Hi all, I had my basting on 29th oct, and was due to test tommorrow but unfortunatley my period has arrived this morning. I tested this morning too as I had been puking since about 4am so I thought this must be morning sickness, but of course I must have picked up a tummy bug as I am now having an awful period. Isn't it cruel how our bodies can fool us into thinking we're pregnant! the clinic have advised I wait for a month because of all the drugs before trying again. Thus may turn into January due to the unit being closed over Xmas. I really wanted to get another cycle in before Xmas but to be honest I feel so rough right now I don't think I could get to the hospital! The clinic said I responded well to the treatment and there's no reason why it shouldn't have worked so that's got to be a positive. To be honest though like many of you I also thought I was pregnant as I have been an emotional wreck.
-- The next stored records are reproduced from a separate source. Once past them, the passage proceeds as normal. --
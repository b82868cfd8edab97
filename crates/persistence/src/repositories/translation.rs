//! Translation repository for database operations.

use domain::models::{NewTranslation, Translation};

use crate::db::ConnectionManager;
use crate::entities::TranslationEntity;
use crate::error::PersistenceError;
use crate::query::{Insert, Select};
use crate::schema::TRANSLATIONS;

/// Repository for UI string translations.
#[derive(Clone)]
pub struct TranslationRepository {
    db: ConnectionManager,
}

impl TranslationRepository {
    /// Creates a new TranslationRepository using the given connection manager.
    pub fn new(db: ConnectionManager) -> Self {
        Self { db }
    }

    /// Store the translation of a key for one language code.
    pub async fn create(
        &self,
        translation: NewTranslation,
    ) -> Result<Translation, PersistenceError> {
        let mut conn = self.db.acquire().await?;
        let statement = Insert::new(conn.dialect(), &TRANSLATIONS)
            .value("lang_code", translation.lang_code)
            .value("key", translation.key)
            .value("value", translation.value)
            .build("add_translation")?;
        let entity: TranslationEntity = conn.fetch_one(&statement).await?;
        Ok(entity.into())
    }

    /// All translations for one language.
    pub async fn list(&self, lang_code: &str) -> Result<Vec<Translation>, PersistenceError> {
        let mut conn = self.db.acquire().await?;
        let statement = Select::new(conn.dialect(), &TRANSLATIONS)
            .eq("lang_code", lang_code)
            .order_by("id")
            .build("get_translations")?;
        let entities: Vec<TranslationEntity> = conn.fetch_all(&statement).await?;
        Ok(entities.into_iter().map(Into::into).collect())
    }
}
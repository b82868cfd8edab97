//! Car domain models.

use serde::{Deserialize, Serialize};
use serde_json::Value;
use validator::Validate;

/// Status given to cars that are added without one.
pub const DEFAULT_CAR_STATUS: &str = "Available";

/// Car domain model.
///
/// `rates` and `features` are free-form JSON documents.
#[derive(Debug, Clone, PartialEq, Serialize, Deserialize)]
#[serde(rename_all = "snake_case")]
pub struct Car {
    pub id: i64,
    pub vendor_id: Option<i64>,
    pub name: String,
    pub rates: Value,
    pub insurance: Option<String>,
    pub mileage: Option<i64>,
    pub fuel_level: Option<i64>,
    pub year: Option<i64>,
    pub status: Option<String>,
    #[serde(rename = "type")]
    pub car_type: Option<String>,
    pub features: Option<Value>,
}

/// Request to add a car to a vendor's fleet.
#[derive(Debug, Clone, Serialize, Deserialize, Validate)]
#[serde(rename_all = "snake_case")]
pub struct NewCar {
    pub vendor_id: i64,
    #[validate(length(min = 1, max = 200, message = "Name must be 1-200 characters"))]
    pub name: String,
    pub rates: Value,
    pub insurance: String,
    #[validate(range(min = 0, message = "Mileage cannot be negative"))]
    pub mileage: i64,
    #[validate(range(min = 0, max = 100, message = "Fuel level must be between 0 and 100"))]
    pub fuel_level: i64,
    pub year: Option<i64>,
    #[serde(default = "default_status")]
    pub status: String,
    #[serde(rename = "type")]
    pub car_type: Option<String>,
    pub features: Option<Value>,
}

impl NewCar {
    /// Creates a car request with status `Available` and no optional attributes.
    pub fn new(
        vendor_id: i64,
        name: impl Into<String>,
        rates: Value,
        insurance: impl Into<String>,
        mileage: i64,
        fuel_level: i64,
    ) -> Self {
        Self {
            vendor_id,
            name: name.into(),
            rates,
            insurance: insurance.into(),
            mileage,
            fuel_level,
            year: None,
            status: default_status(),
            car_type: None,
            features: None,
        }
    }
}

fn default_status() -> String {
    DEFAULT_CAR_STATUS.to_string()
}

/// Full replacement of a car's mutable attributes.
///
/// Unlike vendor updates, `None` values here clear the stored column.
#[derive(Debug, Clone, Serialize, Deserialize, Validate)]
#[serde(rename_all = "snake_case")]
pub struct CarUpdate {
    #[validate(length(min = 1, max = 200, message = "Name must be 1-200 characters"))]
    pub name: String,
    pub rates: Value,
    pub insurance: String,
    #[validate(range(min = 0, message = "Mileage cannot be negative"))]
    pub mileage: i64,
    #[validate(range(min = 0, max = 100, message = "Fuel level must be between 0 and 100"))]
    pub fuel_level: i64,
    pub status: String,
    pub year: Option<i64>,
    #[serde(rename = "type")]
    pub car_type: Option<String>,
    pub features: Option<Value>,
}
And obviously my morning sickness that is obviously not morning sickness was the iceing on the cake! 
Anyway, it means I can have a few drinks at all of the social events coming up which to be honest I've really missed.
Keep smiling xxx 
Congratulations to everyone who has had a BFP this month xxxxx


----------



## TQ

Afternoon!  Sorry for going awol the last couple of days - work's suddenly got manic again!
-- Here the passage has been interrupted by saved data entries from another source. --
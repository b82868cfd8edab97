//! Customer repository for database operations.

use domain::models::{Customer, NewCustomer};

use crate::db::ConnectionManager;
use crate::entities::CustomerEntity;
use crate::error::PersistenceError;
use crate::query::{Filters, Insert, Scope, Select, Update};
use crate::schema::CUSTOMERS;

/// Repository for renter database operations.
#[derive(Clone)]
pub struct CustomerRepository {
    db: ConnectionManager,
}

impl CustomerRepository {
    /// Creates a new CustomerRepository using the given connection manager.
    pub fn new(db: ConnectionManager) -> Self {
        Self { db }
    }

    /// Register a customer with a vendor. New customers are not blacklisted.
    pub async fn create(&self, customer: NewCustomer) -> Result<Customer, PersistenceError> {
        let mut conn = self.db.acquire().await?;
        let statement = Insert::new(conn.dialect(), &CUSTOMERS)
            .value("vendor_id", customer.vendor_id)
            .value("name", customer.name)
            .value("email", customer.email)
            .value("phone", customer.phone)
            .value("id_number", customer.id_number)
            .value("license_number", customer.license_number)
            .value("license_country", customer.license_country)
            .value("license_expiry", customer.license_expiry)
            .value("rating", customer.rating)
            .build("add_customer")?;
        let entity: CustomerEntity = conn.fetch_one(&statement).await?;
        Ok(entity.into())
    }

    /// List customers, optionally restricted to one vendor.
    pub async fn list(
        &self,
        vendor: Scope<i64>,
        filters: &Filters,
    ) -> Result<Vec<Customer>, PersistenceError> {
        let mut conn = self.db.acquire().await?;
        let statement = Select::new(conn.dialect(), &CUSTOMERS)
            .scope("vendor_id", vendor)
            .filters(filters)
            .order_by("id")
            .build("get_customers")?;
        let entities: Vec<CustomerEntity> = conn.fetch_all(&statement).await?;
        Ok(entities.into_iter().map(Into::into).collect())
    }

    /// Set or clear the blacklist flag. Returns the number of rows changed.
    pub async fn set_blacklisted(&self, id: i64, blacklisted: bool) -> Result<u64, PersistenceError> {
        let mut conn = self.db.acquire().await?;
        let statement = Update::new(conn.dialect(), &CUSTOMERS)
            .set("blacklisted", blacklisted)
            .build("blacklist_customer", id)?;
        match statement {
            Some(statement) => conn.execute(&statement).await,
            None => Ok(0),
        }
    }
}
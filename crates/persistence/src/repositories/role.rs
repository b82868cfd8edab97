//! Role repository for database operations.

use domain::models::{NewRole, Permissions, Role};

use crate::db::ConnectionManager;
use crate::entities::RoleEntity;
use crate::error::PersistenceError;
use crate::query::{Filters, Insert, Params, Scope, Select};
use crate::schema::ROLES;

/// Repository for tenant role database operations.
#[derive(Clone)]
pub struct RoleRepository {
    db: ConnectionManager,
}

impl RoleRepository {
    /// Creates a new RoleRepository using the given connection manager.
    pub fn new(db: ConnectionManager) -> Self {
        Self { db }
    }

    /// Create a role with its capability list.
    pub async fn create(&self, role: NewRole) -> Result<Role, PersistenceError> {
        let mut conn = self.db.acquire().await?;
        let statement = Insert::new(conn.dialect(), &ROLES)
            .value("tenant_id", role.tenant_id)
            .value("name", role.name)
            .value("permissions", role.permissions.to_string())
            .build("add_role")?;
        let entity: RoleEntity = conn.fetch_one(&statement).await?;
        Ok(entity.into())
    }

    /// List roles, optionally restricted to one tenant.
    pub async fn list(
        &self,
        tenant: Scope<i64>,
        filters: &Filters,
    ) -> Result<Vec<Role>, PersistenceError> {
        let mut conn = self.db.acquire().await?;
        let statement = Select::new(conn.dialect(), &ROLES)
            .scope("tenant_id", tenant)
            .filters(filters)
            .order_by("id")
            .build("get_roles")?;
        let entities: Vec<RoleEntity> = conn.fetch_all(&statement).await?;
        Ok(entities.into_iter().map(Into::into).collect())
    }

    /// Whether the role assigned to `username` grants `permission`.
    ///
    /// Unknown users and users without a role have no permissions.
    pub async fn check_permission(
        &self,
        username: &str,
        permission: &str,
    ) -> Result<bool, PersistenceError> {
        let mut conn = self.db.acquire().await?;
        let mut params = Params::new(conn.dialect());
        let sql = format!(
            "SELECT roles.permissions FROM roles \
             JOIN users ON roles.id = users.role_id \
             WHERE users.username = {}",
            params.push(username)
        );
        let statement = params.finish("check_permission", sql);

        let granted: Option<String> = conn.fetch_optional_scalar(&statement).await?;
        Ok(granted.is_some_and(|raw| Permissions::parse(&raw).contains(permission)))
    }
}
Hasina - please call the clinic as soon as you can.  I am sure they should be monitoring you at least with another scan by now to make sure it isn't too late - the surge doesn't always work for everyone.  Mine didn't seem to be coming so they triggered me.  If your follies and lining are ready, they may decide to do the same, but please don't wait any longer.  

Gibs - when I read your post about the cb reading being ahead, my immediate thought was twins!!  Glad I'm not alone in thinking that - hope this is good news for you (I'd be scared stiff at the thought of 2 personally, but at the same time excited at a double blessing!).  I took cyclogest until week 13 of my pregnancy and am convinced it made the morning sickness a thousand times worse once it hit at week 6.  Be glad you don't have that ahead of you!!  Still so happy for you    

Astral - thanks for popping by to reassure us stressheads!  17 hours post-basting seems a long time so is very reassuring that you can still get a BFP!  Hope all is going well for you still and you're starting to relax and enjoy pregnancy.
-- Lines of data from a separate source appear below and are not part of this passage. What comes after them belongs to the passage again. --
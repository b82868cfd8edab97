//! User domain models.
//!
//! Users hold a single role; `check_permission` resolves a username to
//! that role's capability list.

use serde::{Deserialize, Serialize};
use validator::Validate;

/// User domain model.
#[derive(Debug, Clone, PartialEq, Serialize, Deserialize)]
#[serde(rename_all = "snake_case")]
pub struct User {
    pub id: i64,
    pub tenant_id: Option<i64>,
    pub username: String,
    pub role_id: Option<i64>,
}

/// Request to create a user.
#[derive(Debug, Clone, Serialize, Deserialize, Validate)]
#[serde(rename_all = "snake_case")]
pub struct NewUser {
    #[validate(length(min = 1, max = 100, message = "Username must be 1-100 characters"))]
    pub username: String,
    pub role_id: Option<i64>,
    pub tenant_id: Option<i64>,
}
Lillybee - so so so sorry for your news.  I hope you can find the money to try again this month, but don't put yourself under added pressure to do it as you need to be able to relax into it.  If it's looking tough, perhaps better to wait till the new year.     

Shell - congratulations on becoming an auntie.  I think everyone here gets your frustration - and knows there's no malice meant.  It's so tough seeing other people getting what you want so badly without even trying.  But your turn will come and like others say you will appreciate that gift so much more - I know I do!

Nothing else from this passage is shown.